Taing suggests that there should be a female health visitor to attend schools and check the health of adolescent girls in educational institutions.
“An adolescent girl is an asset and the future of a community and her health should be a priority,” she said.
Poor water and sanitation facilities in schools, inadequate puberty education and lack of hygienic items makes girls feel menstruation as a shameful and an uncomfortable experience.
Dr Syed Masooma Rizvi, a professor at the LD Maternity Hospital said she had visited some villages where she found that there was no concept of menstrual hygiene.
“The incidence of Pelbic Inflammatory Disease (PID) is more prevalent among the women in villages. PID has long term effects like infertility and it destroys life of a girl,” said Rizvi, who has worked in the field of menstrual hygiene.
“If there is no access to sanitary pads, it’s better to use clean cloth or cotton. It is not about using a pad. The question is, ‘Do women change it on time?’” she said.
The maternity hospital has an adolescent clinic and some adolescent girls come there to seek treatment.
“Not many girls come to the clinic. Most girls don’t have the information or the working of our society is such that menstruation is considered not important,” she said.
Few years back when the clinic was started, the doctors suggested setting it up at a distance from the maternity hospital, which was not done.
“When a girl is seen in a maternity hospital, people look at her with suspicion, which is unfortunate,” said Rizvi.
She said girls visit private hospitals with complaints about menstrual hygiene and avoid going to government hospitals.
Rizvi said the clinic receives puberty menstruation patients from across the Valley and some of them are admitted.
“Their condition is very bad. In some cases, they suffer excessive blood loss at home. Their hemoglobin level gets down and we do the blood transfusions, which should not happen,” she said.
Rizvi said in remote areas like Bandipora, Baramulla, Kupwara, Handwara, even if people were aware, they do not have economic stability to afford sanitary napkins.
At some places there have been changes but a lot needs to be done, as per the doctors.
“Overnight change is impossible. We must have dispensaries at schools and other public places,” she said.
Rizvi also admitted that the problem was more worrisome.
“Ours is a conservative society and there are ill notions among the people toward girls. Some people say a girl who develops menstruation is impure and she can’t enter the kitchen,” she said.
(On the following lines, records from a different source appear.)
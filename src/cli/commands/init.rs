//! # Init Command Module / 初始化命令模块
//!
//! This module implements the `init` command for the Exec Runner CLI,
//! which writes a commented default configuration file.
//!
//! 此模块实现了 Exec Runner CLI 的 `init` 命令，
//! 用于写入带注释的默认配置文件。

use anyhow::{Context, Result};
use std::{fs, path::Path};

use crate::{core::error::RunnerError, infra::t, reporting::theme::Style};

pub const DEFAULT_CONFIG: &str = r#"# Exec Runner Configuration / Exec Runner 配置

# Language for messages; omit to follow the system locale / 消息语言；省略则跟随系统区域设置
# language = "en"

# Directory holding the test executables, relative to this file / 存放测试可执行文件的目录，相对于本文件
test_dir = "build"

# Only run files whose name starts with a digit (01_init, 02_vector) / 仅运行名称以数字开头的文件
numeric_prefix = false

# "stream" prints stdout live, "capture" prints output only on failure / "stream" 实时打印 stdout，"capture" 仅在失败时打印输出
output = "stream"

# Kill a test after this many seconds; 0 disables the limit / 超过该秒数后终止测试；0 表示不限制
timeout_secs = 0

# "auto", "always" or "never" / "auto"、"always" 或 "never"
color = "auto"
"#;

/// Writes `DEFAULT_CONFIG` to `path`.
///
/// Refuses to replace an existing file unless `force` is set.
pub fn execute(path: &Path, force: bool) -> Result<()> {
    if path.exists() && !force {
        return Err(RunnerError::ConfigExists {
            path: path.to_path_buf(),
        }
        .into());
    }

    fs::write(path, DEFAULT_CONFIG)
        .with_context(|| format!("failed to write {}", path.display()))?;

    println!(
        "{}",
        Style::Pass.paint(t!("init.created", path = path.display()))
    );
    Ok(())
}
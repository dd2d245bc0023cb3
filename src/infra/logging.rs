//! Diagnostic logging to stderr.
//!
//! User-facing output goes through `reporting::console`; this subscriber only
//! carries `tracing` diagnostics, filtered by `EXEC_RUNNER_LOG`.

use tracing_subscriber::EnvFilter;

/// Environment variable holding the diagnostic filter (e.g. `debug`).
pub const LOG_ENV: &str = "EXEC_RUNNER_LOG";

/// Installs the global subscriber. `verbose` forces debug level for this crate.
pub fn init(verbose: bool) {
    let filter = if verbose {
        EnvFilter::new("exec_runner=debug")
    } else {
        EnvFilter::try_from_env(LOG_ENV).unwrap_or_else(|_| EnvFilter::new("warn"))
    };

    // A second call (tests, embedding) keeps the first subscriber.
    let _ = tracing_subscriber::fmt()
        .with_env_filter(filter)
        .with_writer(std::io::stderr)
        .with_target(false)
        .try_init();
}
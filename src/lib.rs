//! # Exec Runner Library / Exec Runner 库
//!
//! This library provides the core functionality for the Exec Runner tool,
//! a minimal harness that runs every executable found in a directory as a test
//! and decides pass or fail from the exit code alone.
//!
//! 此库为 Exec Runner 工具提供核心功能，
//! 这是一个极简的测试工具：将目录中的每个可执行文件作为一个测试运行，
//! 并仅根据退出码判定通过或失败。
//!
//! ## Modules / 模块
//!
//! - `core` - Data models, configuration, discovery and the execution loop
//! - `infra` - Subprocess plumbing, file system helpers and logging
//! - `reporting` - Console theme and report printing
//! - `cli` - Command-line interface and commands
//!
//! - `core` - 数据模型、配置、发现与执行循环
//! - `infra` - 子进程管道、文件系统辅助函数和日志
//! - `reporting` - 控制台主题与报告输出
//! - `cli` - 命令行接口和命令

pub mod cli;
pub mod core;
pub mod infra;
pub mod reporting;

// Re-export commonly used items
pub use core::config;
pub use core::discovery;
pub use core::error::RunnerError;
pub use core::execution;
pub use core::models;

/// Initializes the application's internationalization (i18n).
///
/// An explicitly requested language wins. Otherwise the system locale is used.
/// The full locale (e.g., "zh-CN") is tried first, then just the language code
/// (e.g., "en"), and finally the default language ("en").
pub fn init_locale(requested: Option<&str>) -> String {
    let locale = requested
        .map(str::to_string)
        .or_else(sys_locale::get_locale)
        .unwrap_or_else(|| "en".to_string());
    let available_locales = rust_i18n::available_locales!();

    let lang = if available_locales.contains(&locale.as_str()) {
        locale.as_str()
    } else {
        locale
            .split(['-', '_'])
            .next()
            .filter(|lang_code| available_locales.contains(lang_code))
            .unwrap_or("en")
    };

    rust_i18n::set_locale(lang);
    lang.to_string()
}

// Initialize i18n
rust_i18n::i18n!("locales", fallback = "en");
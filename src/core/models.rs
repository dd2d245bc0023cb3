//! # Data Models Module / 数据模型模块
//!
//! This module defines the data structures that flow through a run: the
//! discovered test case, the result of executing it, and the aggregate
//! summary printed at the end.
//!
//! 此模块定义了一次运行中流转的数据结构：发现的测试用例、
//! 执行结果以及最后打印的汇总。

use std::path::{Path, PathBuf};
use std::time::Duration;

/// A single executable discovered in the test directory.
/// Enumerated fresh on every run and never persisted.
///
/// 在测试目录中发现的单个可执行文件。
/// 每次运行时重新枚举，从不持久化。
#[derive(Debug, Clone, PartialEq, Eq)]
pub struct TestCase {
    /// Absolute path to the executable / 可执行文件的绝对路径
    pub path: PathBuf,
    /// File name, used as the display name of the test / 文件名，用作测试的显示名称
    pub name: String,
}

impl TestCase {
    pub fn new(path: impl Into<PathBuf>) -> Self {
        let path = path.into();
        let name = path
            .file_name()
            .map(|n| n.to_string_lossy().into_owned())
            .unwrap_or_else(|| path.display().to_string());
        Self { path, name }
    }

    pub fn path(&self) -> &Path {
        &self.path
    }
}

/// Enumerates the reasons a test case can fail.
/// 枚举测试用例失败的原因。
#[derive(Debug, Clone, PartialEq, Eq)]
pub enum FailureReason {
    /// The process exited with a non-zero code.
    /// 进程以非零退出码退出。
    NonZeroExit,
    /// The process was terminated by the given signal.
    /// 进程被指定信号终止。
    Signal(i32),
    /// The executable could not be spawned at all.
    /// 可执行文件根本无法启动。
    Launch(String),
    /// The process exceeded the configured per-test timeout and was killed.
    /// 进程超出了配置的单个测试超时时间并被终止。
    Timeout(Duration),
    /// The run was interrupted while this test was executing.
    /// 此测试执行期间运行被中断。
    Cancelled,
}

/// Output captured from a test process.
/// 从测试进程捕获的输出。
#[derive(Debug, Clone, Default, PartialEq, Eq)]
pub struct CapturedOutput {
    pub stdout: String,
    pub stderr: String,
}

/// The outcome of executing one `TestCase`.
///
/// A test passes iff its exit code is exactly zero. Output content is never
/// consulted.
///
/// 执行一个 `TestCase` 的结果。
/// 当且仅当退出码恰好为零时测试通过，从不检查输出内容。
#[derive(Debug, Clone)]
pub struct TestResult {
    pub case: TestCase,
    /// Exit code of the process. Signals map to the negated signal number.
    /// `None` when the process never produced one (launch failure, killed by the runner).
    ///
    /// 进程的退出码。信号映射为信号编号的相反数。
    /// 当进程从未产生退出码时为 `None`（启动失败、被运行器终止）。
    pub exit_code: Option<i32>,
    pub stdout: String,
    pub stderr: String,
    pub duration: Duration,
    /// Why the test failed. Always `None` for a passed test.
    /// 测试失败的原因。对于通过的测试始终为 `None`。
    pub failure: Option<FailureReason>,
}

impl TestResult {
    /// Builds the result for a process that exited normally.
    pub fn exited(case: TestCase, code: i32, output: CapturedOutput, duration: Duration) -> Self {
        let failure = (code != 0).then_some(FailureReason::NonZeroExit);
        Self {
            case,
            exit_code: Some(code),
            stdout: output.stdout,
            stderr: output.stderr,
            duration,
            failure,
        }
    }

    /// Builds the result for a process terminated by `signal`.
    pub fn signalled(
        case: TestCase,
        signal: i32,
        output: CapturedOutput,
        duration: Duration,
    ) -> Self {
        Self {
            case,
            exit_code: Some(-signal),
            stdout: output.stdout,
            stderr: output.stderr,
            duration,
            failure: Some(FailureReason::Signal(signal)),
        }
    }

    /// Builds the result for an executable that could not be spawned.
    pub fn launch_failed(case: TestCase, message: impl Into<String>) -> Self {
        Self {
            case,
            exit_code: None,
            stdout: String::new(),
            stderr: String::new(),
            duration: Duration::ZERO,
            failure: Some(FailureReason::Launch(message.into())),
        }
    }

    /// Builds the result for a process killed after exceeding `limit`.
    pub fn timed_out(
        case: TestCase,
        limit: Duration,
        output: CapturedOutput,
        duration: Duration,
    ) -> Self {
        Self {
            case,
            exit_code: None,
            stdout: output.stdout,
            stderr: output.stderr,
            duration,
            failure: Some(FailureReason::Timeout(limit)),
        }
    }

    /// Builds the result for a process killed because the run was interrupted.
    pub fn cancelled(case: TestCase, output: CapturedOutput, duration: Duration) -> Self {
        Self {
            case,
            exit_code: None,
            stdout: output.stdout,
            stderr: output.stderr,
            duration,
            failure: Some(FailureReason::Cancelled),
        }
    }

    pub fn passed(&self) -> bool {
        self.exit_code == Some(0)
    }

    pub fn is_failure(&self) -> bool {
        !self.passed()
    }

    pub fn name(&self) -> &str {
        &self.case.name
    }
}

/// Aggregate over every result of a run.
///
/// Invariant: `passed + failed == total`.
///
/// 一次运行所有结果的汇总。
/// 不变式：`passed + failed == total`。
#[derive(Debug, Clone, Default, PartialEq)]
pub struct RunSummary {
    pub total: usize,
    pub passed: usize,
    pub failed: usize,
    /// Names of failed tests in execution order / 按执行顺序排列的失败测试名称
    pub failed_names: Vec<String>,
    /// Discovered tests that never started because the run was interrupted.
    /// 因运行被中断而未启动的已发现测试。
    pub not_run: usize,
    /// Sum of the individual test durations / 各测试耗时之和
    pub elapsed: Duration,
}

impl RunSummary {
    pub fn from_results(results: &[TestResult]) -> Self {
        let mut summary = Self::default();
        for result in results {
            summary.record(result);
        }
        summary
    }

    /// Folds one result into the counters.
    pub fn record(&mut self, result: &TestResult) {
        self.total += 1;
        if result.passed() {
            self.passed += 1;
        } else {
            self.failed += 1;
            self.failed_names.push(result.case.name.clone());
        }
        self.elapsed += result.duration;
    }

    /// Percentage of failed tests, or `None` when nothing ran.
    pub fn failure_percent(&self) -> Option<f64> {
        if self.total == 0 {
            return None;
        }
        Some(self.failed as f64 / self.total as f64 * 100.0)
    }

    pub fn is_empty(&self) -> bool {
        self.total == 0
    }

    /// `true` when every test passed and the run was not interrupted.
    pub fn is_success(&self) -> bool {
        self.failed == 0 && self.not_run == 0
    }
}

/// Everything a finished run produced.
/// 一次完成的运行所产生的全部内容。
#[derive(Debug, Clone, Default)]
pub struct RunReport {
    pub results: Vec<TestResult>,
    pub summary: RunSummary,
    pub interrupted: bool,
}
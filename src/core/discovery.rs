//! Test discovery.
//!
//! A test is any regular file in the test directory that carries an execute
//! permission, optionally restricted to names starting with a digit. Nothing
//! is searched recursively. Results are sorted by file name so runs are
//! reproducible regardless of directory-listing order.

use std::fs;
use std::path::{Path, PathBuf};

use crate::core::error::{Result, RunnerError};
use crate::core::models::TestCase;
use crate::infra::fs::{absolute_path, has_numeric_prefix, is_executable};

/// The outcome of scanning a test directory.
#[derive(Debug, Clone)]
pub struct DiscoveredTests {
    /// Canonical absolute path of the scanned directory.
    pub root: PathBuf,
    /// Eligible executables, sorted by file name.
    pub cases: Vec<TestCase>,
}

impl DiscoveredTests {
    pub fn len(&self) -> usize {
        self.cases.len()
    }

    pub fn is_empty(&self) -> bool {
        self.cases.is_empty()
    }
}

/// Scans `dir` for test executables.
///
/// A missing or unreadable directory is a `RunnerError::Discovery`. Individual
/// entries that cannot be inspected (dangling symlinks, races with deletion)
/// are skipped.
pub fn discover_tests(dir: &Path, numeric_prefix: bool) -> Result<DiscoveredTests> {
    let root = absolute_path(dir).map_err(|e| RunnerError::discovery(dir, e))?;
    let entries = fs::read_dir(&root).map_err(|e| RunnerError::discovery(&root, e))?;

    let mut cases = Vec::new();
    for entry in entries {
        let entry = match entry {
            Ok(entry) => entry,
            Err(e) => {
                tracing::warn!("skipping unreadable entry in {}: {e}", root.display());
                continue;
            }
        };
        let path = entry.path();
        let name = entry.file_name().to_string_lossy().into_owned();

        // Follows symlinks, like `stat`.
        let metadata = match fs::metadata(&path) {
            Ok(metadata) => metadata,
            Err(e) => {
                tracing::debug!("skipping {name}: {e}");
                continue;
            }
        };

        if !metadata.is_file() {
            tracing::debug!("skipping {name}: not a regular file");
            continue;
        }
        if !is_executable(&path) {
            tracing::debug!("skipping {name}: not executable");
            continue;
        }
        if numeric_prefix && !has_numeric_prefix(&name) {
            tracing::debug!("skipping {name}: no numeric prefix");
            continue;
        }

        cases.push(TestCase { path, name });
    }

    cases.sort_by(|a, b| a.name.cmp(&b.name));
    tracing::debug!("discovered {} test(s) in {}", cases.len(), root.display());

    Ok(DiscoveredTests { root, cases })
}
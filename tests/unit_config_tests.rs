//! # Config Module Unit Tests / Config 模块单元测试
//!
//! Tests for parsing `exec-runner.toml` and for merging defaults, file values
//! and command-line overrides into `RunSettings`.
//!
//! 测试 `exec-runner.toml` 的解析，以及默认值、文件值和命令行覆盖
//! 合并为 `RunSettings` 的过程。

use exec_runner::RunnerError;
use exec_runner::cli::commands::init::DEFAULT_CONFIG;
use exec_runner::config::{
    ColorChoice, OutputMode, Overrides, RunSettings, RunnerConfig, DEFAULT_TEST_DIR,
};
use std::fs;
use std::path::{Path, PathBuf};
use std::time::Duration;
use tempfile::TempDir;

#[cfg(test)]
mod parse_tests {
    use super::*;

    #[test]
    fn test_empty_file_is_default() {
        let config = RunnerConfig::from_toml_str("").unwrap();
        assert_eq!(config, RunnerConfig::default());
        assert_eq!(config.output, OutputMode::Stream);
        assert_eq!(config.color, ColorChoice::Auto);
        assert!(!config.numeric_prefix);
    }

    #[test]
    fn test_full_file() {
        let content = r#"
language = "zh-CN"
test_dir = "out/tests"
numeric_prefix = true
output = "capture"
timeout_secs = 30
color = "never"
"#;
        let config = RunnerConfig::from_toml_str(content).unwrap();
        assert_eq!(config.language.as_deref(), Some("zh-CN"));
        assert_eq!(config.test_dir.as_deref(), Some("out/tests"));
        assert!(config.numeric_prefix);
        assert_eq!(config.output, OutputMode::Capture);
        assert_eq!(config.timeout_secs, Some(30));
        assert_eq!(config.color, ColorChoice::Never);
    }

    #[test]
    fn test_unknown_field_is_rejected() {
        assert!(RunnerConfig::from_toml_str("retries = 3").is_err());
    }

    #[test]
    fn test_invalid_output_mode_is_rejected() {
        assert!(RunnerConfig::from_toml_str(r#"output = "batchy""#).is_err());
    }

    #[test]
    fn test_default_config_template_parses() {
        let config = RunnerConfig::from_toml_str(DEFAULT_CONFIG).unwrap();
        assert_eq!(config.test_dir.as_deref(), Some("build"));
        assert_eq!(config.output, OutputMode::Stream);
        assert_eq!(config.timeout_secs, Some(0));
        assert_eq!(config.language, None);
    }

    #[test]
    fn test_load_reports_path_on_parse_error() {
        let temp_dir = TempDir::new().unwrap();
        let path = temp_dir.path().join("broken.toml");
        fs::write(&path, "numeric_prefix = [").unwrap();

        let err = RunnerConfig::load(&path).unwrap_err();
        assert!(matches!(err, RunnerError::Config { .. }));
        assert!(err.to_string().contains("broken.toml"));
    }

    #[test]
    fn test_load_missing_file() {
        let err = RunnerConfig::load(Path::new("definitely/not/here.toml")).unwrap_err();
        assert!(matches!(err, RunnerError::Config { .. }));
    }
}

#[cfg(test)]
mod resolve_tests {
    use super::*;

    #[test]
    fn test_defaults() {
        let settings =
            RunSettings::resolve(&RunnerConfig::default(), None, Overrides::default()).unwrap();
        assert_eq!(settings, RunSettings::default());
        assert_eq!(settings.test_dir, PathBuf::from(DEFAULT_TEST_DIR));
        assert_eq!(settings.timeout, None);
    }

    #[test]
    fn test_config_dir_is_relative_to_config_file() {
        let config = RunnerConfig {
            test_dir: Some("build/tests".to_string()),
            ..Default::default()
        };
        let settings = RunSettings::resolve(
            &config,
            Some(Path::new("/work/project/exec-runner.toml")),
            Overrides::default(),
        )
        .unwrap();
        assert_eq!(settings.test_dir, PathBuf::from("/work/project/build/tests"));
    }

    #[test]
    fn test_absolute_config_dir_is_kept() {
        let config = RunnerConfig {
            test_dir: Some("/opt/suite".to_string()),
            ..Default::default()
        };
        let settings = RunSettings::resolve(
            &config,
            Some(Path::new("/work/project/exec-runner.toml")),
            Overrides::default(),
        )
        .unwrap();
        assert_eq!(settings.test_dir, PathBuf::from("/opt/suite"));
    }

    #[test]
    fn test_command_line_wins() {
        let config = RunnerConfig {
            test_dir: Some("from-config".to_string()),
            numeric_prefix: false,
            output: OutputMode::Stream,
            timeout_secs: Some(10),
            color: ColorChoice::Always,
            ..Default::default()
        };
        let overrides = Overrides {
            test_dir: Some(PathBuf::from("from-cli")),
            numeric_prefix: true,
            capture: true,
            timeout_secs: Some(2),
            color: Some(ColorChoice::Never),
        };
        let settings =
            RunSettings::resolve(&config, Some(Path::new("/cfg/exec-runner.toml")), overrides)
                .unwrap();

        assert_eq!(settings.test_dir, PathBuf::from("from-cli"));
        assert!(settings.numeric_prefix);
        assert_eq!(settings.output, OutputMode::Capture);
        assert_eq!(settings.timeout, Some(Duration::from_secs(2)));
        assert_eq!(settings.color, ColorChoice::Never);
    }

    #[test]
    fn test_config_values_apply_without_overrides() {
        let config = RunnerConfig {
            numeric_prefix: true,
            output: OutputMode::Capture,
            timeout_secs: Some(7),
            color: ColorChoice::Never,
            ..Default::default()
        };
        let settings = RunSettings::resolve(&config, None, Overrides::default()).unwrap();

        assert!(settings.numeric_prefix);
        assert_eq!(settings.output, OutputMode::Capture);
        assert_eq!(settings.timeout, Some(Duration::from_secs(7)));
        assert_eq!(settings.color, ColorChoice::Never);
    }

    #[test]
    fn test_zero_timeout_disables_limit() {
        let config = RunnerConfig {
            timeout_secs: Some(0),
            ..Default::default()
        };
        let settings = RunSettings::resolve(&config, None, Overrides::default()).unwrap();
        assert_eq!(settings.timeout, None);
    }

    #[cfg(unix)]
    #[test]
    fn test_environment_variables_are_expanded() {
        let Ok(home) = std::env::var("HOME") else {
            return;
        };
        let config = RunnerConfig {
            test_dir: Some("$HOME/suite".to_string()),
            ..Default::default()
        };
        let settings = RunSettings::resolve(
            &config,
            Some(Path::new("/elsewhere/exec-runner.toml")),
            Overrides::default(),
        )
        .unwrap();
        assert_eq!(settings.test_dir, PathBuf::from(home).join("suite"));
    }

    #[test]
    fn test_undefined_variable_is_config_error() {
        let config = RunnerConfig {
            test_dir: Some("$EXEC_RUNNER_SURELY_UNDEFINED_VAR/suite".to_string()),
            ..Default::default()
        };
        let err = RunSettings::resolve(&config, None, Overrides::default()).unwrap_err();
        assert!(matches!(err, RunnerError::Config { .. }));
    }
}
The doctors also argued that since Kashmir was a patriarchal society, women face inequalities, putting them in trouble.
A study conducted in 2019 in GMC Srinagar on Female Multipurpose Health Workers (FMPHW) of Ramzaan Institute of Paramedical Sciences in Srinagar aimed to assess the effectiveness of structured teaching programme that found FMPHWs were having moderate level of knowledge in pre-test regarding menstrual hygiene.
It suggested education of students.
Shabnam (name changed), a Srinagar-based freelance journalist, said even girls were criticised for talking about their periods with their close friends.